Leo Tuor ou la poésie entre alpages et archives

Leo Tuor

Photo © Yvonne Böhler

Leo Tuor est né en 1959 dans une famille modeste de Rabius, où il a passé son enfance avant de fréquenter l’école secondaire de Mustér.

Ces indications, pour succinctes qu’elles soient, suffisent déjà à un Romanche pour s’imaginer une part essentielle de la vie et de la formation de Leo Tuor. Il en tire en effet l’information primordiale que la famille, contrairement à tant d’autres familles romanches, n’a pas émigré dans le reste de la Suisse. Il sait ensuite que Rabius, un village de paysans et d’artisans du bois, est situé dans la vallée du Rhin antérieur, la Surselva, dont l’idiome représente à lui seul la moitié de la langue romanche (qui se compose de cinq idiomes littéraires standardisés.

Et il précisera pour lui-même que Rabius se trouve dans la partie supérieure de la Surselva, appelée Cadi, c’est-à-dire Maison-Dieu, qui est à la fois un fief du catholicisme conservateur et le grand bloc le plus solide de toute l’aire romanche. Enfin, tout Romanche sait que l’école secondaire de Mustér est tenue par le monastère bénédictin du lieu (par contre, peu de Romanches accorderont une attention particulière au fait pourtant lourd de conséquences sociolinguistiques que le collège de Mustér est un internat de langue allemande accueillant de nombreux jeunes Alémaniques, et que le monastère lui-même est essentiellement germanophone et joue de ce fait un rôle sociolinguistique assez ambivalent dans une région sinon très romanche).

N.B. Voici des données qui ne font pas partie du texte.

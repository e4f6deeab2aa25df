pub mod messages;
pub mod protocol;

#[cfg(not(target_arch = "wasm32"))]
mod client;

#[cfg(not(target_arch = "wasm32"))]
pub use client::{ConnectionState, NetworkClient};
pub use protocol::{ClientError, ServerEvent};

Pour un Romanche, la principale question qui reste à éclaircir est alors de savoir si Leo Tuor s’est plus ou moins coulé dans le moule traditionnel de sa région, ou si au contraire il a cherché à s’en libérer avec plus ou moins de violence.

Comme la plupart des Romanches catholiques qui font des études supérieures, Leo Tuor a étudié les lettres aux universités de Fribourg et de Zurich, ainsi qu’à Berlin, terminant avec un diplôme d’enseignant secondaire qu’il n’a que peu utilisé. Pendant ses années d’université, Leo Tuor a par ailleurs été responsable de la Talina, une petite revue estudiantine sursilvane dont les notables régionaux se défiaient déjà depuis longtemps, mais qu’ils ont commencé à prendre véritablement en horreur en raison du ton et des libertés que le nouveau rédacteur se permettait à leur égard.

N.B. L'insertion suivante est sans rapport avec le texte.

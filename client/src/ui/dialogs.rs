//! Mr Crime's menus

use super::menu::MenuItem;
use crate::events::LocalEvent;
use crate::game::{MissionDefinition, MissionType};

pub const NO_MISSIONS_TEXT: &str =
    "Momentan sind keine Missionen verfügbar. Bitte versuche es später erneut.";
pub const UNKNOWN_MISSION_TEXT: &str = "Es ist ein Fehler aufgetreten.";

const ABOUT_TEXT: &str = "Ich halte die Augen offen und die Ohren gespitzt. Du weißt schon, hier und da ein kleines Geschäft, nichts Großes.";

fn back_item() -> MenuItem {
    MenuItem::entry("Zurück", "Zurück zum Hauptmenü", LocalEvent::OpenMenu).with_icon("fas fa-arrow-left")
}

fn close_item() -> MenuItem {
    MenuItem::entry("Ich bin weg...", "Gespräch beenden", LocalEvent::CloseMenu).with_icon("fas fa-times")
}

/// Root menu; offers cancelling when a mission is running
pub fn main_menu(active: Option<&MissionDefinition>) -> Vec<MenuItem> {
    let mut items = vec![
        MenuItem::title("Mr Crime", "Der mysteriöse Fremde wartet auf dich...").with_icon("fas fa-user-secret"),
        MenuItem::entry(
            "Erzähl mir mehr über dich",
            "Erfahre mehr über Mr Crime",
            LocalEvent::Conversation { dialog_id: "about".to_string() },
        )
        .with_icon("fas fa-comments"),
        MenuItem::entry("Hast du Arbeit für mich?", "Zeige mir deine Aufträge", LocalEvent::ShowMissions)
            .with_icon("fas fa-briefcase"),
    ];

    if let Some(mission) = active {
        items.push(
            MenuItem::entry(
                "Aktuellen Auftrag abbrechen",
                format!("Mission \"{}\" abbrechen", mission.title),
                LocalEvent::CancelMission,
            )
            .with_icon("fas fa-ban"),
        );
    }

    items.push(close_item());
    items
}

/// Available missions, or `None` when there is nothing to offer
pub fn mission_list(missions: &[MissionDefinition]) -> Option<Vec<MenuItem>> {
    if missions.is_empty() {
        return None;
    }

    let mut items = vec![
        back_item(),
        MenuItem::title("Verfügbare Aufträge", "Wähle einen Auftrag aus").with_icon("fas fa-list"),
    ];
    items.extend(missions.iter().map(|mission| {
        MenuItem::entry(
            mission.title.clone(),
            format!("{} | Belohnung: ${}", mission.description, mission.reward.money),
            LocalEvent::StartMission { mission_id: mission.id.clone() },
        )
        .with_icon("fas fa-tasks")
    }));
    items.push(close_item());
    Some(items)
}

pub fn conversation(dialog_id: &str) -> Vec<MenuItem> {
    match dialog_id {
        "about" => vec![
            back_item(),
            MenuItem::title("Mr Crime", ABOUT_TEXT).with_icon("fas fa-user-secret"),
            MenuItem::entry("Wie kann ich dir helfen?", "Frage nach konkreten Aufgaben", LocalEvent::ShowMissions)
                .with_icon("fas fa-question"),
            close_item(),
        ],
        _ => vec![back_item(), close_item()],
    }
}

/// What the player says when handing in
pub fn turn_in_text(mission: &MissionDefinition) -> String {
    match mission.mission_type {
        MissionType::StealItem => match mission.item_label() {
            Some(label) => format!("Hier ist {} das du wolltest.", label),
            None => "Hier ist das, was du wolltest.".to_string(),
        },
        MissionType::StealMoney => "Hier ist das Geld, das du haben wolltest.".to_string(),
        MissionType::StealVehicle => "Ich habe das Fahrzeug besorgt, wie du wolltest.".to_string(),
        MissionType::StealWeapon | MissionType::Robbery => "Hier ist das, was du wolltest.".to_string(),
    }
}

pub fn turn_in_dialog(mission: &MissionDefinition) -> Vec<MenuItem> {
    vec![
        MenuItem::entry(
            turn_in_text(mission),
            format!("Auftrag \"{}\" abschließen", mission.title),
            LocalEvent::TurnInMission { mission_id: mission.id.clone() },
        )
        .with_icon("fas fa-check"),
        MenuItem::entry("Ich bin noch nicht fertig", "Zurück zur Mission gehen", LocalEvent::CloseMenu)
            .with_icon("fas fa-times"),
    ]
}

#[cfg(test)]
mod tests {
    use super::*;
    use crate::game::definition::fixtures::{money_mission, statue_mission};

    fn headers(items: &[MenuItem]) -> Vec<&str> {
        items.iter().map(|i| i.header.as_str()).collect()
    }

    #[test]
    fn test_main_menu_without_mission() {
        let items = main_menu(None);
        assert_eq!(
            headers(&items),
            vec!["Mr Crime", "Erzähl mir mehr über dich", "Hast du Arbeit für mich?", "Ich bin weg..."]
        );
        assert!(!items[0].is_selectable());
        assert_eq!(items[3].event, Some(LocalEvent::CloseMenu));
    }

    #[test]
    fn test_main_menu_offers_cancel_of_active_mission() {
        let mission = statue_mission();
        let items = main_menu(Some(&mission));
        let cancel = &items[3];
        assert_eq!(cancel.header, "Aktuellen Auftrag abbrechen");
        assert_eq!(cancel.txt.as_deref(), Some("Mission \"Hol mir meine Statue zurück\" abbrechen"));
        assert_eq!(cancel.event, Some(LocalEvent::CancelMission));
    }

    #[test]
    fn test_mission_list() {
        assert!(mission_list(&[]).is_none());

        let items = mission_list(&[statue_mission(), money_mission()]).unwrap();
        assert_eq!(items.len(), 5);
        assert_eq!(items[0].header, "Zurück");
        assert_eq!(items[2].header, "Hol mir meine Statue zurück");
        assert_eq!(
            items[2].txt.as_deref(),
            Some("Der Kollege hat meine Statue gestohlen, hol die mir sofort zurück | Belohnung: $150")
        );
        assert_eq!(
            items[3].event,
            Some(LocalEvent::StartMission { mission_id: "Mission_2".to_string() })
        );
    }

    #[test]
    fn test_conversations() {
        let about = conversation("about");
        assert_eq!(about[1].txt.as_deref(), Some(ABOUT_TEXT));
        assert_eq!(about[2].event, Some(LocalEvent::ShowMissions));

        assert_eq!(headers(&conversation("weather")), vec!["Zurück", "Ich bin weg..."]);
    }

    #[test]
    fn test_turn_in_texts() {
        let mut statue = statue_mission();
        assert_eq!(turn_in_text(&statue), "Hier ist Statue das du wolltest.");
        statue.data.item_label = None;
        assert_eq!(turn_in_text(&statue), "Hier ist das, was du wolltest.");
        assert_eq!(turn_in_text(&money_mission()), "Hier ist das Geld, das du haben wolltest.");

        let dialog = turn_in_dialog(&money_mission());
        assert_eq!(dialog[0].txt.as_deref(), Some("Auftrag \"Hol das Geld\" abschließen"));
        assert_eq!(
            dialog[0].event,
            Some(LocalEvent::TurnInMission { mission_id: "Mission_2".to_string() })
        );
        assert_eq!(dialog[1].event, Some(LocalEvent::CloseMenu));
    }
}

Cet engagement donnerait naturellement à penser que, entre continuité et remise en question, Leo Tuor a choisi la seconde voie. Mais, fait apparemment unique parmi les universitaires romanches, Leo Tuor, en même temps qu’il acquérait une solide formation humaniste, a commencé à travailler dans le domaine sans doute le plus traditionnel qui soit, l’agriculture, et ce tout en bas de l’échelle sociale de sa région, comme berger sur l’alpe. D’autres étudiants romanches d’aujourd’hui ont certes pu aider leur père, ou plutôt un oncle ou grand-père encore agriculteur. Certains ont même pu travailler un ou deux étés comme bergers pour contribuer à payer leurs études.

Mais la différence est que Leo Tuor, aujourd’hui encore, passe ses étés sur la Greina, à garder avec ses deux chiens un petit millier de moutons, ne redescendant à l’automne qu’à demi et comme à regret dans la vallée, puisqu’il vit dans un hameau isolé au-dessus de son village natal.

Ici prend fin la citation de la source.